» **Brief**
The lines wanted run from the first one below through the one with "fn parse(&self, input: &str)". Return them exactly.

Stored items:
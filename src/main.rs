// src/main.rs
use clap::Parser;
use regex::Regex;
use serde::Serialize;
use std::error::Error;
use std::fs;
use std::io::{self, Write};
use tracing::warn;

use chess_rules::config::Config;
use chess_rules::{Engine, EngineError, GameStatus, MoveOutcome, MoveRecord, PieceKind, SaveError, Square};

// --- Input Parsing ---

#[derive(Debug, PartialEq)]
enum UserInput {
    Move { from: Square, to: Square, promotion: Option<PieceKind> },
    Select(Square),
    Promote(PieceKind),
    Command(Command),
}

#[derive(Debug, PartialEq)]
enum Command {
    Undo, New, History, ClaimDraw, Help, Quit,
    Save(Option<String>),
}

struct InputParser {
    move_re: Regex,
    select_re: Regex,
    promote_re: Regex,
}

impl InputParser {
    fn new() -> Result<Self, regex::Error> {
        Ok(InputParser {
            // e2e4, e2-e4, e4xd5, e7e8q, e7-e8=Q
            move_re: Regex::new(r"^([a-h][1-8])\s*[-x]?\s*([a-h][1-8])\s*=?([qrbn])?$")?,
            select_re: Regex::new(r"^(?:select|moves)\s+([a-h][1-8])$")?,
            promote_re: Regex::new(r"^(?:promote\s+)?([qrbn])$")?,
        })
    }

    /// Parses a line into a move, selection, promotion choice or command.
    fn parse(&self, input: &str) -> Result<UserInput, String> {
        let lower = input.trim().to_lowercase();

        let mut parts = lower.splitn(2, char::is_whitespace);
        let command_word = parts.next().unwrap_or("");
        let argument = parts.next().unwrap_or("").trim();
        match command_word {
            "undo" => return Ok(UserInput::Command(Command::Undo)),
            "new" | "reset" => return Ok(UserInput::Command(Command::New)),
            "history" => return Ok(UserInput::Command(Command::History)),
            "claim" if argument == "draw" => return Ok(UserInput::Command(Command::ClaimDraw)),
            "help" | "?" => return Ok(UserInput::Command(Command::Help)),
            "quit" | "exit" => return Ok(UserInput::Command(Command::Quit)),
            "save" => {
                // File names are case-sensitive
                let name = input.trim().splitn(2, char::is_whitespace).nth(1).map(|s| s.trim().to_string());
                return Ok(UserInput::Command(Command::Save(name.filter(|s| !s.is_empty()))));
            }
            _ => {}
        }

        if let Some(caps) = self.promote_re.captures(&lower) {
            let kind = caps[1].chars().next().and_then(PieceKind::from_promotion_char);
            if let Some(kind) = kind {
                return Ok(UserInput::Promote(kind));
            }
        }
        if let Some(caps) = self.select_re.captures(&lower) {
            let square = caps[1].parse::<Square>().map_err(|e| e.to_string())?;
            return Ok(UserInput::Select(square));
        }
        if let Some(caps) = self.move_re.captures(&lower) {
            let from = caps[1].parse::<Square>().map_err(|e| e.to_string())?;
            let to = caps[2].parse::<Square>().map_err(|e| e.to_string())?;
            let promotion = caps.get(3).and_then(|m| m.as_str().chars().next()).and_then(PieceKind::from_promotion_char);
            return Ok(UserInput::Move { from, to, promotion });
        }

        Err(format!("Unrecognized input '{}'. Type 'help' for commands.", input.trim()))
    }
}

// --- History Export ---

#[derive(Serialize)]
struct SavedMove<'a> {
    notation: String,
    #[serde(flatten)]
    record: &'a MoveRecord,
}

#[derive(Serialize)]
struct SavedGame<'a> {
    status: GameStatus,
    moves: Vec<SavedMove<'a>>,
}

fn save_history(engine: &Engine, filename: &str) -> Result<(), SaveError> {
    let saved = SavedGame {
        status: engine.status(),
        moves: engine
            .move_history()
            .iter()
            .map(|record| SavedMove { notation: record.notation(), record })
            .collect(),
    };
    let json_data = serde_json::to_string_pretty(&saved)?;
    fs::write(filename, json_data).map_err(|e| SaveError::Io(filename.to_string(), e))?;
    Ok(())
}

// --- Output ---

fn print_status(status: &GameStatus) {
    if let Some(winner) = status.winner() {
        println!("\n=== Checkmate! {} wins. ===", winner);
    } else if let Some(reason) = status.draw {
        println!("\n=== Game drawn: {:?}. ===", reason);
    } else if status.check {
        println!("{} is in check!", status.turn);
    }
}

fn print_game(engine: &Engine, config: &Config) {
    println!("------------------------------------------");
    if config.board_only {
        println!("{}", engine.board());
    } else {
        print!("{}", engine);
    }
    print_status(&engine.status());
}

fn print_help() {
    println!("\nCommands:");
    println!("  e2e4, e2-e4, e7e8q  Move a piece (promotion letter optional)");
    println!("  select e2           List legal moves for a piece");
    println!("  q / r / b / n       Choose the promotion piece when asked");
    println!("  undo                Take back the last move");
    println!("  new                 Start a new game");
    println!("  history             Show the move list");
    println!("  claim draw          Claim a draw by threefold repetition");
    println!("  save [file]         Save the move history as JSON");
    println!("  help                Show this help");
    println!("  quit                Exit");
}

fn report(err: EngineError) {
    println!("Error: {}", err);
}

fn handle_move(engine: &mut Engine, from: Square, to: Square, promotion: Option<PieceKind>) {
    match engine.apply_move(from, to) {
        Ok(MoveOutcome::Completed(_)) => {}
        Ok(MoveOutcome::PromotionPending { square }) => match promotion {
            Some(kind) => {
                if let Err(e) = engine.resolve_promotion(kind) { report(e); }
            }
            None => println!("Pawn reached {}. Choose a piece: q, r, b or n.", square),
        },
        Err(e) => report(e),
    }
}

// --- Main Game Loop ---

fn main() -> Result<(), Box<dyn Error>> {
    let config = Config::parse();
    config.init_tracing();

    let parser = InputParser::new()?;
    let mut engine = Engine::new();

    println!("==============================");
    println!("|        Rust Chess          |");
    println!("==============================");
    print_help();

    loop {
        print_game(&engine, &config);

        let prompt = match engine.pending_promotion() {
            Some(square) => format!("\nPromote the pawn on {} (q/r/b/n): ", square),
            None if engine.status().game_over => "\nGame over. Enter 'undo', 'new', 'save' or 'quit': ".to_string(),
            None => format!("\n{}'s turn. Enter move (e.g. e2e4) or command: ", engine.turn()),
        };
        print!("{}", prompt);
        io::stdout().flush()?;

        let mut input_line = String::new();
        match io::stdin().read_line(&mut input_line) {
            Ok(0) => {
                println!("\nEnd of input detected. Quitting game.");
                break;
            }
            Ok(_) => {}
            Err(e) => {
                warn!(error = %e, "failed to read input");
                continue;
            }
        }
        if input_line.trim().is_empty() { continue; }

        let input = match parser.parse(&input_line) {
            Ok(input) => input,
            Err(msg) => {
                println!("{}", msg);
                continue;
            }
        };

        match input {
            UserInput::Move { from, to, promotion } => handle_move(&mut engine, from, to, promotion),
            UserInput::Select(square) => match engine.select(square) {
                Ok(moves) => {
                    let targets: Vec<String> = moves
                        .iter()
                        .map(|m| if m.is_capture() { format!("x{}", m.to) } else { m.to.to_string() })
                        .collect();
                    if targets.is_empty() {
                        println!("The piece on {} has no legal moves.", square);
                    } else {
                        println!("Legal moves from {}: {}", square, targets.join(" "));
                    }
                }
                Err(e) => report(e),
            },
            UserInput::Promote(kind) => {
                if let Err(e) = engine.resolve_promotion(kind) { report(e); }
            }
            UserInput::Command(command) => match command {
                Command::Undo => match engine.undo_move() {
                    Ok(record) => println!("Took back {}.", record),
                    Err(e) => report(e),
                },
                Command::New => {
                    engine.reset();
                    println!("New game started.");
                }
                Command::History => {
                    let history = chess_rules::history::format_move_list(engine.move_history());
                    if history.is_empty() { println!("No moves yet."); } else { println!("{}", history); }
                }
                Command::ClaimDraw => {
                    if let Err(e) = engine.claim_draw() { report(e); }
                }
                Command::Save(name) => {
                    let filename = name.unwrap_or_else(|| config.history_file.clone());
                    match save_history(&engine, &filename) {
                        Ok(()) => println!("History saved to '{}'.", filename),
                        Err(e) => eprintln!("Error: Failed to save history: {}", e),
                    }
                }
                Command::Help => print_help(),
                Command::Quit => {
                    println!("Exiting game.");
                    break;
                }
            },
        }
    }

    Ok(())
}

» **Result of the task**
filename src/main.rs
// src/main.rs
use clap::Parser;
use regex::Regex;
use serde::Serialize;
use std::error::Error;
use std::fs;
use std::io::{self, Write};
use tracing::warn;

use chess_rules::config::Config;
use chess_rules::{Engine, EngineError, GameStatus, MoveOutcome, MoveRecord, PieceKind, SaveError, Square};

// --- Input Parsing ---

#[derive(Debug, PartialEq)]
enum UserInput {
    Move { from: Square, to: Square, promotion: Option<PieceKind> },
    Select(Square),
    Promote(PieceKind),
    Command(Command),
}

#[derive(Debug, PartialEq)]
enum Command {
    Undo, New, History, ClaimDraw, Help, Quit,
    Save(Option<String>),
}

struct InputParser {
    move_re: Regex,
    select_re: Regex,
    promote_re: Regex,
}

impl InputParser {
    fn new() -> Result<Self, regex::Error> {
        Ok(InputParser {
            // e2e4, e2-e4, e4xd5, e7e8q, e7-e8=Q
            move_re: Regex::new(r"^([a-h][1-8])\s*[-x]?\s*([a-h][1-8])\s*=?([qrbn])?$")?,
            select_re: Regex::new(r"^(?:select|moves)\s+([a-h][1-8])$")?,
            promote_re: Regex::new(r"^(?:promote\s+)?([qrbn])$")?,
        })
    }

    /// Parses a line into a move, selection, promotion choice or command.
    fn parse(&self, input: &str) -> Result<UserInput, String> {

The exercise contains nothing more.